Käufer, kommt!

Im Wettbewerb um Kundschaft aus dem Umland rüsten die Städte auf. Verkaufsfläche zählt, versprochen wird Qualität, aber es reicht nicht, wenn sich am Ende das langweilige Bild von immer gleichen Filialisten bietet

Von Felix Zimmermann

Die Person mit dem Namen „alexandra“ klingt verzweifelt.
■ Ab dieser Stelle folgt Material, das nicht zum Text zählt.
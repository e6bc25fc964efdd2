//! Quadtree segmentation of a point set.
//!
//! The region is split recursively into quadrants until each leaf holds
//! at most `max_points` points. Leaves partition the region's cells, and
//! each leaf is later fitted from the points nearest its centre.

use raster_common::{BoundingBox, Point, Region};

/// Recursion limit for quadtree splitting.
const MAX_DEPTH: usize = 16;

/// One quadtree leaf.
#[derive(Debug, Clone)]
pub struct Segment {
    /// Extent covered by this leaf.
    pub bbox: BoundingBox,
    /// Indices of the points falling inside this leaf.
    pub members: Vec<usize>,
}

impl Segment {
    /// Half-open row range `[start, end)` of the cells whose centres fall
    /// inside this leaf.
    pub fn rows(&self, region: &Region) -> (usize, usize) {
        let top = region.bbox.max_y;
        let ns = region.nsres();
        let start = edge_index((top - self.bbox.max_y) / ns, region.rows);
        let end = edge_index((top - self.bbox.min_y) / ns, region.rows);
        (start, end)
    }

    /// Half-open column range `[start, end)` of the cells whose centres
    /// fall inside this leaf.
    pub fn cols(&self, region: &Region) -> (usize, usize) {
        let left = region.bbox.min_x;
        let ew = region.ewres();
        let start = edge_index((self.bbox.min_x - left) / ew, region.cols);
        let end = edge_index((self.bbox.max_x - left) / ew, region.cols);
        (start, end)
    }

    /// Indices of the `count` points nearest this leaf's centre, merged
    /// with the leaf's own members.
    pub fn neighbourhood(&self, points: &[Point], count: usize) -> Vec<usize> {
        let (cx, cy) = self.bbox.center();
        let mut order: Vec<usize> = (0..points.len()).collect();
        if count < points.len() {
            order.sort_by(|&a, &b| {
                points[a]
                    .distance_sq(cx, cy)
                    .total_cmp(&points[b].distance_sq(cx, cy))
            });
            order.truncate(count);
        }
        order.extend(self.members.iter().copied());
        order.sort_unstable();
        order.dedup();
        order
    }
}

/// Cell boundary index: the first cell whose centre lies at or beyond the
/// given offset (in cells).
fn edge_index(offset: f64, limit: usize) -> usize {
    let idx = (offset - 0.5).ceil();
    if idx <= 0.0 {
        0
    } else {
        (idx as usize).min(limit)
    }
}

/// Split `region` into quadtree leaves holding at most `max_points` points.
///
/// Leaves stop splitting once they are narrower than two cells or the
/// depth limit is reached, so a leaf may exceed `max_points` when points
/// are densely clustered.
pub fn build_segments(points: &[Point], region: &Region, max_points: usize) -> Vec<Segment> {
    let members: Vec<usize> = (0..points.len()).collect();
    let mut leaves = Vec::new();
    split(
        points,
        region,
        region.bbox,
        members,
        max_points.max(1),
        0,
        &mut leaves,
    );
    leaves
}

fn split(
    points: &[Point],
    region: &Region,
    bbox: BoundingBox,
    members: Vec<usize>,
    max_points: usize,
    depth: usize,
    leaves: &mut Vec<Segment>,
) {
    let too_small = bbox.width() < 2.0 * region.ewres() || bbox.height() < 2.0 * region.nsres();
    if members.len() <= max_points || depth >= MAX_DEPTH || too_small {
        leaves.push(Segment { bbox, members });
        return;
    }

    let (cx, cy) = bbox.center();
    let mut quadrants: [Vec<usize>; 4] = Default::default();
    for idx in members {
        let p = &points[idx];
        let west = p.x < cx;
        let north = p.y >= cy;
        let q = match (north, west) {
            (true, true) => 0,
            (true, false) => 1,
            (false, true) => 2,
            (false, false) => 3,
        };
        quadrants[q].push(idx);
    }

    for (quad_bbox, quad_members) in bbox.quadrants().into_iter().zip(quadrants) {
        split(
            points,
            region,
            quad_bbox,
            quad_members,
            max_points,
            depth + 1,
            leaves,
        );
    }
}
In einem Internet-Forum schreibt sie: „Helft mir bitte – suche Zara!“ Ganz dringend müsse sie wissen, ob es einen Laden der spanischen Modekette in Bremen gibt, schickt noch ein „Hilfe!“ hinterher – und wartet seitdem auf einen sachdienlichen Hinweis. Bislang beschränken sich die Tipps auf einen Billigflug nach London, wo es laut „daniel26098“ mehrere Zara-Läden gibt, oder auf einen Kurztrip zu Zara nach Oldenburg, den „Honigbienchen“ vorschlägt.
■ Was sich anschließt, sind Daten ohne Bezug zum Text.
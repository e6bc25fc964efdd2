//! Radial basis function of the completely regularized spline with tension.
//!
//! `R(ρ) = -(E1(ρ) + ln ρ + γ)` where `E1` is the exponential integral and
//! `γ` the Euler–Mascheroni constant. `R(0) = 0` and `R` decreases without
//! bound, roughly like `-ln ρ`, for large `ρ`.

/// Euler–Mascheroni constant.
pub const EULER_GAMMA: f64 = 0.577_215_664_901_532_9;

const EPS: f64 = 1e-15;
const FPMIN: f64 = 1e-300;
const MAX_ITER: usize = 200;

/// Below this argument the power series is used, above it the continued
/// fraction.
const SERIES_LIMIT: f64 = 1.0;

/// Exponential integral `E1(x)` for `x > 0`.
///
/// Returns `+inf` at zero and `NaN` for negative input.
pub fn exp_integral_e1(x: f64) -> f64 {
    if x.is_nan() || x < 0.0 {
        return f64::NAN;
    }
    if x == 0.0 {
        return f64::INFINITY;
    }
    if x <= SERIES_LIMIT {
        -EULER_GAMMA - x.ln() - ein_series(x)
    } else {
        e1_continued_fraction(x)
    }
}

/// Basis value for a scaled squared distance `ρ`.
pub fn rst_basis(rho: f64) -> f64 {
    if rho <= 0.0 {
        return 0.0;
    }
    if rho <= SERIES_LIMIT {
        // E1 + ln ρ + γ = -Σ (-ρ)^k / (k·k!), so R is the series itself
        // and no cancellation occurs near zero.
        ein_series(rho)
    } else {
        -(e1_continued_fraction(rho) + rho.ln() + EULER_GAMMA)
    }
}

/// `Σ_{k≥1} (-x)^k / (k·k!)`.
fn ein_series(x: f64) -> f64 {
    let mut term = 1.0; // (-x)^k / k!
    let mut sum = 0.0;
    for k in 1..=MAX_ITER {
        term *= -x / k as f64;
        let add = term / k as f64;
        sum += add;
        if add.abs() < EPS * sum.abs().max(FPMIN) {
            break;
        }
    }
    sum
}

/// Modified Lentz evaluation of the continued fraction for `E1(x)`.
fn e1_continued_fraction(x: f64) -> f64 {
    let mut b = x + 1.0;
    let mut c = 1.0 / FPMIN;
    let mut d = 1.0 / b;
    let mut h = d;
    for i in 1..=MAX_ITER {
        let a = -((i * i) as f64);
        b += 2.0;
        d = 1.0 / (a * d + b);
        c = b + a / c;
        let del = c * d;
        h *= del;
        if (del - 1.0).abs() < EPS {
            break;
        }
    }
    h * (-x).exp()
}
Mehr als zwei Jahre ist „alexandras“ verzweifelter Aufruf jetzt her, und wenn sie immer noch nach Zara in Bremen sucht, dann wäre es so aussichtslos wie damals. Denn die erfolgreiche Kette, die den langjährigen Branchenkönig im Segment junge Mode, H&M, beim Umsatz längst hinter sich gelassen hat, ist in Bremen immer noch nicht präsent - höchstens in den Köpfen junger, modebewusster Menschen wie „alexandra“. Die ist wahrscheinlich längst nach Oldenburg gefahren und hat ihr Geld dort ausgegeben.
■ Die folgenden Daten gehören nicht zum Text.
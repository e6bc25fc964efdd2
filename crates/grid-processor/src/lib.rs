//! In-process raster algorithms used to fill null areas.
//!
//! This crate provides the four grid operations the fill pipeline needs,
//! all working on in-memory [`Grid`]s that share one region:
//!
//! - **Distance buffer**: classify cells by distance to non-null features
//! - **Vectorize**: turn non-null (optionally masked) cells into points
//! - **Spline interpolation**: regularized spline with tension (RST),
//!   optionally segmented with a quadtree for large point sets
//! - **Patch**: merge grids, earlier grids taking priority
//!
//! # Architecture
//!
//! ```text
//! indicator grid ──► buffer_zones() ──► distance classes
//!                                            │
//! source grid ──► grid_to_points(mask) ◄─────┘ (ring as mask)
//!                        │
//!                        ▼
//!                 interpolate(points) ──► fill grid
//!                                            │
//! source grid ──────────► patch([source, fill]) ──► output
//! ```
//!
//! # Example
//!
//! ```ignore
//! use grid_processor::{interpolate, RstConfig, Segmentation};
//!
//! let fill = interpolate(&points, &region, &RstConfig::default(), Segmentation::Disabled, None)?;
//! ```
//!
//! [`Grid`]: raster_common::Grid

pub mod buffer;
pub mod config;
pub mod error;
pub mod mask;
pub mod patch;
pub mod rst;
pub mod vectorize;

// Re-export commonly used types at crate root
pub use buffer::{buffer_zones, FEATURE_CLASS};
pub use config::{RstConfig, Segmentation};
pub use error::{GridProcessorError, Result};
pub use mask::intersect_masks;
pub use patch::patch;
pub use rst::{interpolate, SplineSurface};
pub use vectorize::grid_to_points;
Ausgerechnet Oldenburg. Viel kleiner als Bremen, aber im metropolenregionalen Wettbewerb um Kundschaft ein ernstzunehmender Gegner. Voller Selbstbewusstsein jedenfalls behaupten die Oldenburger, vor allem an Samstagen sei ihre Fußgängerzone voller Bremer, die ihre eigene Stadt zu langweilig finden und in den Geschäften nicht das, was sie suchen. Behaupten lässt sich das gut, nachgeprüft wurde es noch nie, aber für das Image ist es förderlich. Und wenn schon „alexandra“, die als mutmaßlich junge Frau zur vom Einzelhandel gefragtesten Konsumentengruppe gehört, nach Oldenburg fahren muss, um Klamotten zu kaufen, dann könnte es tatsächlich sein, dass Oldenburgs Fußgängerzone der in Bremen den Rang abgelaufen hat.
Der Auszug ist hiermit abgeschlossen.